§ Aim of the exercise: Report how many lines in the records below hold the word "pipeline". Add nothing to the number.

----------------------------------------

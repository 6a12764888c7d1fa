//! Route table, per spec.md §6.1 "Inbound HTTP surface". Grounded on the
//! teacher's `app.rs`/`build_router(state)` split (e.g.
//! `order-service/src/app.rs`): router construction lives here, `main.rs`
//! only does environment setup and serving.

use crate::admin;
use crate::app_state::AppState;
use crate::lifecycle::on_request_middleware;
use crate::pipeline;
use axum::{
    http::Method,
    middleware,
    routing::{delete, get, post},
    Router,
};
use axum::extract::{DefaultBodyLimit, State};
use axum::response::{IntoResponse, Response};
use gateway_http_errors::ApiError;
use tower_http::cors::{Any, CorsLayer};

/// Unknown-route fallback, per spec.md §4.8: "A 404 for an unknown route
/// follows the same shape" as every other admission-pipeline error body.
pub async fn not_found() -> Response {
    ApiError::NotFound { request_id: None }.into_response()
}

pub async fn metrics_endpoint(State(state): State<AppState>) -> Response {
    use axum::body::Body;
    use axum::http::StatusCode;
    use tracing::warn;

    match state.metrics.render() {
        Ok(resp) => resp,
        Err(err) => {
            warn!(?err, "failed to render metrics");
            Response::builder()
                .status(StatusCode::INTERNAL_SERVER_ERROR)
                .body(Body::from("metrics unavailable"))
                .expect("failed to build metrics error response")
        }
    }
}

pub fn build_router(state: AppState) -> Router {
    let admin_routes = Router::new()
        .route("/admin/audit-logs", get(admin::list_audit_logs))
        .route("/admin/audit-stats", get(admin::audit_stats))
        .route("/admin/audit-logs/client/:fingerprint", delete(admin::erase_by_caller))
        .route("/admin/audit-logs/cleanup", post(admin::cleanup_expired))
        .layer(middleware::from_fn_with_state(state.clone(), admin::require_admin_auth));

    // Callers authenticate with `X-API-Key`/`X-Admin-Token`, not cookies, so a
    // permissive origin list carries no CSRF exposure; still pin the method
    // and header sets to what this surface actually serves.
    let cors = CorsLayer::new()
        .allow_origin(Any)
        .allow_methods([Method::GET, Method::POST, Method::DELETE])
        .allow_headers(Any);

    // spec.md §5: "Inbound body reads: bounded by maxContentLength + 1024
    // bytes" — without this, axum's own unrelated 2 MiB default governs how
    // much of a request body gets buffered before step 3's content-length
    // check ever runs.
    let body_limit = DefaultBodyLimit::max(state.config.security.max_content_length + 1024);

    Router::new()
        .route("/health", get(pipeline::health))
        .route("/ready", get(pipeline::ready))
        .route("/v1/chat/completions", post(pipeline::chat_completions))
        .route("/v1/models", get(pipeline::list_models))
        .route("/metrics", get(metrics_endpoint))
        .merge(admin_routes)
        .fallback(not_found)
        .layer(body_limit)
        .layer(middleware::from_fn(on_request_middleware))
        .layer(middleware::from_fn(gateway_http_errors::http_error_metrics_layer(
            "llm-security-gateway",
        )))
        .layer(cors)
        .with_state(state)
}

----------------------------------------

§ Solution to the problem: 6